***** RECORDS FOR PROCESSING

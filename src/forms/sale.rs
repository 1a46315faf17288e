use chrono::NaiveDate;

use crate::domain::types::PoolId;
use crate::errors::AppError;
use crate::forms::{ensure_date_range, format_date, id_field};
use crate::schema::{FieldKind, FieldRule, FieldSpec, ModelSchema};
use crate::validators::IntegerRules;

pub const SALE_DETAIL_PARAMS_SCHEMA: ModelSchema = ModelSchema::new(
    "SaleDetailParamsDtoModel",
    &[
        FieldSpec::required("startDate", "Fecha inicial", FieldKind::Date).with_rule(FieldRule::Date),
        FieldSpec::required("endDate", "Fecha final", FieldKind::Date).with_rule(FieldRule::Date),
        FieldSpec::optional("poolId", "Sede", FieldKind::Integer)
            .with_rule(FieldRule::Integer(IntegerRules::at_least(1))),
    ],
);

request_dto!(
    SaleDetailParamsDto,
    SALE_DETAIL_PARAMS_SCHEMA,
    "Raw filter payload of the sales detail report."
);

#[derive(Clone, Copy, Debug, PartialEq, Eq)]
pub struct SaleDetailParams {
    pub start_date: NaiveDate,
    pub end_date: NaiveDate,
    /// All pools when absent.
    pub pool_id: Option<PoolId>,
}

impl SaleDetailParams {
    pub fn query_pairs(&self) -> Vec<(&'static str, String)> {
        let mut pairs = vec![
            ("startDate", format_date(self.start_date)),
            ("endDate", format_date(self.end_date)),
        ];
        if let Some(pool_id) = self.pool_id {
            pairs.push(("poolId", pool_id.to_string()));
        }
        pairs
    }
}

impl TryFrom<&SaleDetailParamsDto> for SaleDetailParams {
    type Error = AppError;

    fn try_from(dto: &SaleDetailParamsDto) -> Result<Self, Self::Error> {
        dto.validate(None)?;
        let record = dto.record();

        let start_date = record.require("startDate", record.date("startDate")?)?;
        let end_date = record.require("endDate", record.date("endDate")?)?;
        ensure_date_range(start_date, end_date, "endDate")?;

        Ok(Self {
            start_date,
            end_date,
            pool_id: id_field(record, "poolId", PoolId::new)?,
        })
    }
}

#[cfg(test)]
mod tests {
    use serde_json::json;

    use super::*;

    #[test]
    fn pool_filter_is_optional() {
        let dto = SaleDetailParamsDto::from_payload(&json!({
            "startDate": "2024-03-01",
            "endDate": "2024-03-31",
            "poolId": ""
        }))
        .unwrap();

        let params = SaleDetailParams::try_from(&dto).unwrap();

        assert_eq!(params.pool_id, None);
        assert_eq!(params.query_pairs().len(), 2);
    }
}
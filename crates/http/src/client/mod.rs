//! Sanctum HTTP client

pub mod auth;
pub mod error;

use error::ClientError;
use reqwest::header::{self, HeaderMap, HeaderName, HeaderValue};
use reqwest::{Client, ClientBuilder};
use sanctum_core::AuthConfig;
use std::time::Duration;

#[cfg(not(target_arch = "wasm32"))]
use reqwest::cookie::{CookieStore, Jar};
#[cfg(not(target_arch = "wasm32"))]
use std::sync::Arc;

/// Cookie Laravel uses to hand the anti-forgery token to scripts
pub const XSRF_COOKIE: &str = "XSRF-TOKEN";

/// Header Laravel reads the anti-forgery token back from
pub const XSRF_HEADER: &str = "X-XSRF-TOKEN";

/// Client for a Sanctum-protected backend
///
/// Cookies set by the backend are kept for the lifetime of the client: in a
/// private jar on native targets, by the browser on wasm32.
#[derive(Clone)]
pub struct SanctumClient {
    client: Client,
    base_url: String,
    csrf_cookie_path: String,
    login_path: String,
    #[cfg(not(target_arch = "wasm32"))]
    cookies: Arc<Jar>,
}

impl SanctumClient {
    /// Create a new client with default configuration
    pub fn new(base_url: impl Into<String>) -> Result<Self, ClientError> {
        Self::builder().base_url(base_url).build()
    }

    /// Create a client from the shared auth configuration
    pub fn from_config(config: &AuthConfig) -> Result<Self, ClientError> {
        SanctumClientBuilder::from_config(config).build()
    }

    /// Create a new client builder
    pub fn builder() -> SanctumClientBuilder {
        SanctumClientBuilder::default()
    }

    /// Get the base URL
    pub fn base_url(&self) -> &str {
        &self.base_url
    }

    /// Create a request builder for a path below the base URL
    pub fn request(&self, method: reqwest::Method, path: &str) -> reqwest::RequestBuilder {
        let url = format!("{}{}", self.base_url, path);
        let request = self.client.request(method, url);

        #[cfg(target_arch = "wasm32")]
        let request = request.fetch_credentials_include();

        #[cfg(not(target_arch = "wasm32"))]
        let request = match self.xsrf_token() {
            Some(token) => request.header(XSRF_HEADER, token),
            None => request,
        };

        request
    }

    /// Execute a request and decode a JSON body
    pub async fn execute<T: serde::de::DeserializeOwned>(
        &self,
        request: reqwest::RequestBuilder,
    ) -> Result<T, ClientError> {
        let response = Self::send(request).await?;
        let body = response.text().await?;
        Ok(serde_json::from_str(&body)?)
    }

    /// Execute a request whose body is irrelevant
    pub async fn execute_empty(&self, request: reqwest::RequestBuilder) -> Result<(), ClientError> {
        Self::send(request).await.map(|_| ())
    }

    async fn send(request: reqwest::RequestBuilder) -> Result<reqwest::Response, ClientError> {
        let response = request.send().await?;
        let status = response.status();

        if status.is_success() {
            Ok(response)
        } else {
            let body = response.text().await.unwrap_or_default();
            Err(ClientError::from_status(
                status,
                error::error_message(status, &body),
            ))
        }
    }

    /// Current anti-forgery token from the cookie jar, URL-decoded
    #[cfg(not(target_arch = "wasm32"))]
    pub fn xsrf_token(&self) -> Option<String> {
        let url = reqwest::Url::parse(&self.base_url).ok()?;
        let cookies = self.cookies.cookies(&url)?;
        let cookies = cookies.to_str().ok()?;

        cookies
            .split(';')
            .filter_map(|pair| pair.trim().split_once('='))
            .find(|(name, _)| *name == XSRF_COOKIE)
            .map(|(_, value)| {
                url::form_urlencoded::parse(format!("v={value}").as_bytes())
                    .next()
                    .map_or_else(|| value.to_string(), |(_, decoded)| decoded.into_owned())
            })
    }
}

/// Builder for SanctumClient
#[derive(Default)]
pub struct SanctumClientBuilder {
    base_url: Option<String>,
    csrf_cookie_path: Option<String>,
    login_path: Option<String>,
    timeout: Option<Duration>,
    user_agent: Option<String>,
    headers: Vec<(String, String)>,
}

impl SanctumClientBuilder {
    /// Start from the shared auth configuration
    pub fn from_config(config: &AuthConfig) -> Self {
        let mut builder = Self::default()
            .base_url(&config.base_url)
            .csrf_cookie_path(&config.csrf_cookie_path)
            .login_path(&config.login_path);

        if let Some(timeout) = config.timeout() {
            builder = builder.timeout(timeout);
        }

        for (name, value) in &config.headers {
            builder = builder.header(name, value);
        }

        builder
    }

    /// Set the base URL
    pub fn base_url(mut self, url: impl Into<String>) -> Self {
        self.base_url = Some(url.into());
        self
    }

    /// Override the anti-forgery cookie path
    pub fn csrf_cookie_path(mut self, path: impl Into<String>) -> Self {
        self.csrf_cookie_path = Some(path.into());
        self
    }

    /// Override the credential submission path
    pub fn login_path(mut self, path: impl Into<String>) -> Self {
        self.login_path = Some(path.into());
        self
    }

    /// Set the request timeout
    pub fn timeout(mut self, timeout: Duration) -> Self {
        self.timeout = Some(timeout);
        self
    }

    /// Set the user agent
    pub fn user_agent(mut self, agent: impl Into<String>) -> Self {
        self.user_agent = Some(agent.into());
        self
    }

    /// Add a header sent with every request
    pub fn header(mut self, name: impl Into<String>, value: impl Into<String>) -> Self {
        self.headers.push((name.into(), value.into()));
        self
    }

    /// Build the client
    pub fn build(self) -> Result<SanctumClient, ClientError> {
        let base_url = self
            .base_url
            .ok_or_else(|| ClientError::Configuration("base_url is required".into()))?;

        // Ensure base_url ends without a trailing slash
        let base_url = base_url.trim_end_matches('/').to_string();

        let mut default_headers = HeaderMap::new();
        default_headers.insert(header::ACCEPT, HeaderValue::from_static("application/json"));
        for (name, value) in &self.headers {
            let name = HeaderName::from_bytes(name.as_bytes())
                .map_err(|e| ClientError::Configuration(format!("header name '{name}': {e}")))?;
            let value = HeaderValue::from_str(value)
                .map_err(|e| ClientError::Configuration(format!("header '{name}' value: {e}")))?;
            default_headers.insert(name, value);
        }

        let client_builder = ClientBuilder::new().default_headers(default_headers);

        #[cfg(not(target_arch = "wasm32"))]
        let cookies = Arc::new(Jar::default());

        #[cfg(not(target_arch = "wasm32"))]
        let client = {
            let mut builder = client_builder
                .cookie_provider(Arc::clone(&cookies))
                .user_agent(
                    self.user_agent
                        .unwrap_or_else(|| format!("sanctum-client/{}", env!("CARGO_PKG_VERSION"))),
                );
            if let Some(timeout) = self.timeout {
                builder = builder.timeout(timeout);
            }
            builder.build()?
        };

        #[cfg(target_arch = "wasm32")]
        let client = {
            // Browsers own the user agent and fetch has no timeout knob
            let _ = (self.timeout, self.user_agent);
            client_builder.build()?
        };

        Ok(SanctumClient {
            client,
            base_url,
            csrf_cookie_path: self
                .csrf_cookie_path
                .unwrap_or_else(|| AuthConfig::DEFAULT_CSRF_COOKIE_PATH.to_string()),
            login_path: self
                .login_path
                .unwrap_or_else(|| AuthConfig::DEFAULT_LOGIN_PATH.to_string()),
            #[cfg(not(target_arch = "wasm32"))]
            cookies,
        })
    }
}
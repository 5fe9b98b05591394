//! Network seam between the login flow and the backend

use crate::session::{Credentials, UserProfile};
use async_trait::async_trait;
use serde::{Deserialize, Serialize};
use thiserror::Error;

/// Body of a successful login, inside the `data` envelope
#[derive(Clone, Debug, PartialEq, Eq, Serialize, Deserialize)]
pub struct LoginPayload {
    pub token: String,
    pub user: UserProfile,
}

/// Raw response of the login endpoint
#[derive(Clone, Debug, PartialEq, Eq, Serialize, Deserialize)]
pub struct LoginResponse {
    pub data: LoginPayload,
}

/// Why a backend call failed
#[derive(Debug, Clone, PartialEq, Eq, Error)]
pub enum TransportError {
    /// The request never produced a response
    #[error("Network error: {0}")]
    Network(String),

    /// The backend answered with a non-success status
    #[error("Rejected with status {status}: {message}")]
    Rejected { status: u16, message: String },

    /// The response body did not have the expected shape
    #[error("Invalid response body: {0}")]
    Decode(String),

    /// The client could not be set up
    #[error("Invalid configuration: {0}")]
    Configuration(String),
}

impl TransportError {
    /// Status code for rejections, `None` otherwise
    pub const fn status(&self) -> Option<u16> {
        match self {
            Self::Rejected { status, .. } => Some(*status),
            _ => None,
        }
    }
}

/// The two calls a login needs
///
/// Implementations must carry cookies from [`fetch_csrf_cookie`] into
/// [`submit_credentials`].
///
/// [`fetch_csrf_cookie`]: AuthTransport::fetch_csrf_cookie
/// [`submit_credentials`]: AuthTransport::submit_credentials
#[cfg_attr(target_arch = "wasm32", async_trait(?Send))]
#[cfg_attr(not(target_arch = "wasm32"), async_trait)]
pub trait AuthTransport {
    /// Ask the backend to set its anti-forgery cookie
    async fn fetch_csrf_cookie(&self) -> Result<(), TransportError>;

    /// Exchange credentials for a token and user profile
    async fn submit_credentials(
        &self,
        credentials: &Credentials,
    ) -> Result<LoginPayload, TransportError>;
}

**********

* _TASK TO COMPLETE_:
Note every line in the material with "data" and copy it.

* _RESPONSE BELOW_:
/// Body of a successful login, inside the `data` envelope
    pub data: LoginPayload,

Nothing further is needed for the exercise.